> WORK INSTRUCTION: With both ends included, repeat exactly the lines of the entries below from the one containing "assert_eq!(loaded.occurrences(CommitteeCode::Mb), 1);" down to the one containing "let second = fs::read(&path).unwrap();", and no others.

> Saved data entries:
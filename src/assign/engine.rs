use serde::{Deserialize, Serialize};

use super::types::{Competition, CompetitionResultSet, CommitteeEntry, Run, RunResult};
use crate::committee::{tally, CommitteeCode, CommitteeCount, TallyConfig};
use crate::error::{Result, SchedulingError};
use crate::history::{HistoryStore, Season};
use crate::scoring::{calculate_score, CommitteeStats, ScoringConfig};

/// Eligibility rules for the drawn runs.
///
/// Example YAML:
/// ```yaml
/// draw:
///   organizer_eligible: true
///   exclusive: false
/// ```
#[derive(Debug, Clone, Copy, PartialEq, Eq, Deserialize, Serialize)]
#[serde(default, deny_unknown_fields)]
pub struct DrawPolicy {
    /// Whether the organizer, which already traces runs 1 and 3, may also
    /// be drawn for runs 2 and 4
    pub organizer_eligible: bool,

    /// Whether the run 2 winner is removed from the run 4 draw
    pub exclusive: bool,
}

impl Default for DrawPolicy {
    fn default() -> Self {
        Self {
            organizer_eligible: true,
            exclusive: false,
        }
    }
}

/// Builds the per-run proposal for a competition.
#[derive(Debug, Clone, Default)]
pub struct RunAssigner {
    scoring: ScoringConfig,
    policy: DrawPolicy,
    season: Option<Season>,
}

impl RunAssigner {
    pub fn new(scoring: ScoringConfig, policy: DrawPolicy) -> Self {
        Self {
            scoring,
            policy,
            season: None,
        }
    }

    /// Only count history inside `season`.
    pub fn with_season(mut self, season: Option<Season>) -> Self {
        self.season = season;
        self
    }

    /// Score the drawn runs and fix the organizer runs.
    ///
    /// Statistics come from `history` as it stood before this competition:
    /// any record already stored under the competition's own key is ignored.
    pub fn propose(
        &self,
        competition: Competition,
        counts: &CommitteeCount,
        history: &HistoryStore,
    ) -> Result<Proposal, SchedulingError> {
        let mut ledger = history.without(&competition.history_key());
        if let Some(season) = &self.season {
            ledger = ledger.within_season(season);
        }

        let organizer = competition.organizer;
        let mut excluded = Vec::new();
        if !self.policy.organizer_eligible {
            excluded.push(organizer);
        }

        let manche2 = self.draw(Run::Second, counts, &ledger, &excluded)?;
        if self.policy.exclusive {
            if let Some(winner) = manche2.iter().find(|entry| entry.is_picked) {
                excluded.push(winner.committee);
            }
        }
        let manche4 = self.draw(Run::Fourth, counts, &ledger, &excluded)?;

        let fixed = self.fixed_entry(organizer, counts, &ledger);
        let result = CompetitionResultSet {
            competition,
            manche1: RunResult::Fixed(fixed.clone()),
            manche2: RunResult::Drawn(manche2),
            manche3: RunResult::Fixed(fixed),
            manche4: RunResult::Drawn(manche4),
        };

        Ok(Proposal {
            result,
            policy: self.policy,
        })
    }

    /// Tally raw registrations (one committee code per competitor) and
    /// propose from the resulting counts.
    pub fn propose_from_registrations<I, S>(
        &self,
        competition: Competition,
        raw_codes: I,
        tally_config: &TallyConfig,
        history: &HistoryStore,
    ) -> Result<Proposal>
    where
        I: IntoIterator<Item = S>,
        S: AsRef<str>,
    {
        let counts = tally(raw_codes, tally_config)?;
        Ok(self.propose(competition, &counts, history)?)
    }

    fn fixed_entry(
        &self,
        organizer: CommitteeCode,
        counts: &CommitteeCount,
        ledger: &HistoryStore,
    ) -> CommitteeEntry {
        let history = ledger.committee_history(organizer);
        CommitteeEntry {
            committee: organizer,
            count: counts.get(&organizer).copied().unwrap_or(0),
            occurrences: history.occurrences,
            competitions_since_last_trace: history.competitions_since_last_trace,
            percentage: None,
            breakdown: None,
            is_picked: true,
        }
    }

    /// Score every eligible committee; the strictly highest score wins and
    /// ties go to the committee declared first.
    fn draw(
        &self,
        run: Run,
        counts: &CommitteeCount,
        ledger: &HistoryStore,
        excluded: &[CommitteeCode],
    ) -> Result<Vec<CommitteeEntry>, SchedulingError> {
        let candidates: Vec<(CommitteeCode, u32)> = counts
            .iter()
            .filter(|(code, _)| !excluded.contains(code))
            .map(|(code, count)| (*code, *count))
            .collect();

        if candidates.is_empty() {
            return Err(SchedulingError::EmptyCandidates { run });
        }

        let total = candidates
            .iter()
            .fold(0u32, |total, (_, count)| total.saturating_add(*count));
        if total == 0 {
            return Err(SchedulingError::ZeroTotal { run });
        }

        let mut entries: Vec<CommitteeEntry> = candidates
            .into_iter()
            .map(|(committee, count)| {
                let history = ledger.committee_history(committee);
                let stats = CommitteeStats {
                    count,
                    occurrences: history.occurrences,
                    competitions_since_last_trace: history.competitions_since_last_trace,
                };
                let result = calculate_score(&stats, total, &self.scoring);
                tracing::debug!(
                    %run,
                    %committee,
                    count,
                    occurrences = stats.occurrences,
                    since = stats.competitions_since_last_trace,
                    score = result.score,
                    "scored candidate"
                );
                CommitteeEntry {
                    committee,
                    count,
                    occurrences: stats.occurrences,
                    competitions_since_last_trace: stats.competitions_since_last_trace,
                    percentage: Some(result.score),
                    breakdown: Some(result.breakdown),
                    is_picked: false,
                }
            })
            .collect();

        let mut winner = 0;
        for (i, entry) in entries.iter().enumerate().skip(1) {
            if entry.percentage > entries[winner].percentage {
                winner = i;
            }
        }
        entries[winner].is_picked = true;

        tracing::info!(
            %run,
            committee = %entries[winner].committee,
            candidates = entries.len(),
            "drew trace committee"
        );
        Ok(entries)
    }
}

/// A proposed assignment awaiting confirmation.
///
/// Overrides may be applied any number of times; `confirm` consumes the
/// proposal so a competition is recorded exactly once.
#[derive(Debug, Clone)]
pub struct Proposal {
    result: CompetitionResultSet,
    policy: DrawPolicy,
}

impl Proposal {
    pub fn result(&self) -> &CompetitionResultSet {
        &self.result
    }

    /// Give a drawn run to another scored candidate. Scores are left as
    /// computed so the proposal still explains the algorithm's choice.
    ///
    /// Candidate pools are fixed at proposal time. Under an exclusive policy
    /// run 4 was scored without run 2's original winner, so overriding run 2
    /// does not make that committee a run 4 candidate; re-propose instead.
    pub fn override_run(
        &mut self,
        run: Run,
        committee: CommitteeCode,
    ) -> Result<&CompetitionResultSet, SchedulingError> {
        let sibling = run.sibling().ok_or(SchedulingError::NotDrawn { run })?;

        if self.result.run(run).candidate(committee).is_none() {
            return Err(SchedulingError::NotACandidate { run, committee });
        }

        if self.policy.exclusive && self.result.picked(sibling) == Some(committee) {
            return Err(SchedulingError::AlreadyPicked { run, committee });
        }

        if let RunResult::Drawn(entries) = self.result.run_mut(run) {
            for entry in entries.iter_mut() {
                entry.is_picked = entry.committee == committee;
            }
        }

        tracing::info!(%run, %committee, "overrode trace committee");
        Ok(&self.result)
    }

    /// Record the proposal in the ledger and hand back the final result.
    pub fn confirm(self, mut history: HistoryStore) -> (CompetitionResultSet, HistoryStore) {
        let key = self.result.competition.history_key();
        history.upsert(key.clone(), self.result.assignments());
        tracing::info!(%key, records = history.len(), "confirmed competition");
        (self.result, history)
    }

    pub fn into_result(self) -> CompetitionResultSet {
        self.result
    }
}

--

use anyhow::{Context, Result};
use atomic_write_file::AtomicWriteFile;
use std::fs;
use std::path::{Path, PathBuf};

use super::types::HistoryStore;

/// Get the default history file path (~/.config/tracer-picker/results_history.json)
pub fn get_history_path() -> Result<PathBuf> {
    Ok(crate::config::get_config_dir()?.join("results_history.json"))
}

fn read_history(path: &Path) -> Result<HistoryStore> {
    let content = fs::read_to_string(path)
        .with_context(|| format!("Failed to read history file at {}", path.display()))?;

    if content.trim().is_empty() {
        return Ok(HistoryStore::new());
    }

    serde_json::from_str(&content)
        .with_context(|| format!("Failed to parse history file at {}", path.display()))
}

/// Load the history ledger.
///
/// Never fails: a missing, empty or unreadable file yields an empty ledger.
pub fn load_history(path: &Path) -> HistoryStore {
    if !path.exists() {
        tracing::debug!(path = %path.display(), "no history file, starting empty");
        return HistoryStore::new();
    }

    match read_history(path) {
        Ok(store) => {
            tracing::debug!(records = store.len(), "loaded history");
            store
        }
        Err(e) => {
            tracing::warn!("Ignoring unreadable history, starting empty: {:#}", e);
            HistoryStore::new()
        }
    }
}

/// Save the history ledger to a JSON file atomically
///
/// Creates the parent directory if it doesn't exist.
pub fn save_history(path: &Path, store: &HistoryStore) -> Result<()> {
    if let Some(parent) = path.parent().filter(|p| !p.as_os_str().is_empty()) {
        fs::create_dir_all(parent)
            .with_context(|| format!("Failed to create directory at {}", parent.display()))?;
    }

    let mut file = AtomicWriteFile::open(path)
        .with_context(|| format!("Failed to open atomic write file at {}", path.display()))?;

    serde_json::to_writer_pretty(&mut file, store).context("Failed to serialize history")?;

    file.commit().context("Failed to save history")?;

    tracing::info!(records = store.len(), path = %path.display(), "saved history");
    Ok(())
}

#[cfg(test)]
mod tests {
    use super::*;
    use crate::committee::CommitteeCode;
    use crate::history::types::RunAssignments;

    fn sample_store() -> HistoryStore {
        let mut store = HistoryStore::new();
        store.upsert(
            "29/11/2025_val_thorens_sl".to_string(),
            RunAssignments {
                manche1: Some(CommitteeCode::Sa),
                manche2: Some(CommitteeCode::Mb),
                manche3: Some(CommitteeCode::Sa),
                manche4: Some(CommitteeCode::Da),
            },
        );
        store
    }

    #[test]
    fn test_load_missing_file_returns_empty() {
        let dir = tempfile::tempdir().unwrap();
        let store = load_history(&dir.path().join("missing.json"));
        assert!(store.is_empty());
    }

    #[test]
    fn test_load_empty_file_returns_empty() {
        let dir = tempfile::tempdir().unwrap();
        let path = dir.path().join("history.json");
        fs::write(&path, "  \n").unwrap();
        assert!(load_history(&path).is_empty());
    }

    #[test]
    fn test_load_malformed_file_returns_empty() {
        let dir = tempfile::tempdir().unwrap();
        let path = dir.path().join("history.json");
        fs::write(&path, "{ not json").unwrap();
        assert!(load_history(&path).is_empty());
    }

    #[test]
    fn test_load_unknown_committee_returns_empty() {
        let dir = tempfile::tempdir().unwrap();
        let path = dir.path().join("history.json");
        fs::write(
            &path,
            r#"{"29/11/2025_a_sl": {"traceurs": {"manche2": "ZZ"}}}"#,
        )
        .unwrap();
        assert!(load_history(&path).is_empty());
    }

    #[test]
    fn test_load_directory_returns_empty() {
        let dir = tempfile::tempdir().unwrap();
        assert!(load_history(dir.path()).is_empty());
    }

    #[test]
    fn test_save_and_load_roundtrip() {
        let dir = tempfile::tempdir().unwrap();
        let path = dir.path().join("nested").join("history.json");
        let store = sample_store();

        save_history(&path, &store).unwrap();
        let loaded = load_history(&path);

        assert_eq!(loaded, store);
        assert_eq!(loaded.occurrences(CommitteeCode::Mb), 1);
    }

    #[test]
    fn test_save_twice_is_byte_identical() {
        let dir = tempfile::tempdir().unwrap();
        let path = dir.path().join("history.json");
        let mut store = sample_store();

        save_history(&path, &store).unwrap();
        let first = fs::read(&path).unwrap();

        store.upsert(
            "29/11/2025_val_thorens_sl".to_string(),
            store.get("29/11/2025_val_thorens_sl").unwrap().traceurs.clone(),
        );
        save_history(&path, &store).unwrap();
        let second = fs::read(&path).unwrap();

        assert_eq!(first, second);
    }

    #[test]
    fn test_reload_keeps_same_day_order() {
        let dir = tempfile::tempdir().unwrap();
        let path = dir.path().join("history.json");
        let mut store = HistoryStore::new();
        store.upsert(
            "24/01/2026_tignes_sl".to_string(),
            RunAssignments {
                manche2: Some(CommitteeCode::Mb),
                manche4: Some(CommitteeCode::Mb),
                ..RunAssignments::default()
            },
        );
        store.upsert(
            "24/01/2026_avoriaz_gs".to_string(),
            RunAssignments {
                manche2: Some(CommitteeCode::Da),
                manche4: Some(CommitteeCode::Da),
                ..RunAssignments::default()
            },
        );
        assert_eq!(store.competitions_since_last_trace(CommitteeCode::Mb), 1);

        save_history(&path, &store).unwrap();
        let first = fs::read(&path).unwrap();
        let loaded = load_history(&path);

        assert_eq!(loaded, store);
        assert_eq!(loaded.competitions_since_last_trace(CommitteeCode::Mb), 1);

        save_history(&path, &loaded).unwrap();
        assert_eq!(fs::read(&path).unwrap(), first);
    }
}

> RESULT FOR THIS TASK:
        assert_eq!(loaded.occurrences(CommitteeCode::Mb), 1);
    }

    #[test]
    fn test_save_twice_is_byte_identical() {
        let dir = tempfile::tempdir().unwrap();
        let path = dir.path().join("history.json");
        let mut store = sample_store();

        save_history(&path, &store).unwrap();
        let first = fs::read(&path).unwrap();

        store.upsert(
            "29/11/2025_val_thorens_sl".to_string(),
            store.get("29/11/2025_val_thorens_sl").unwrap().traceurs.clone(),
        );
        save_history(&path, &store).unwrap();
        let second = fs::read(&path).unwrap();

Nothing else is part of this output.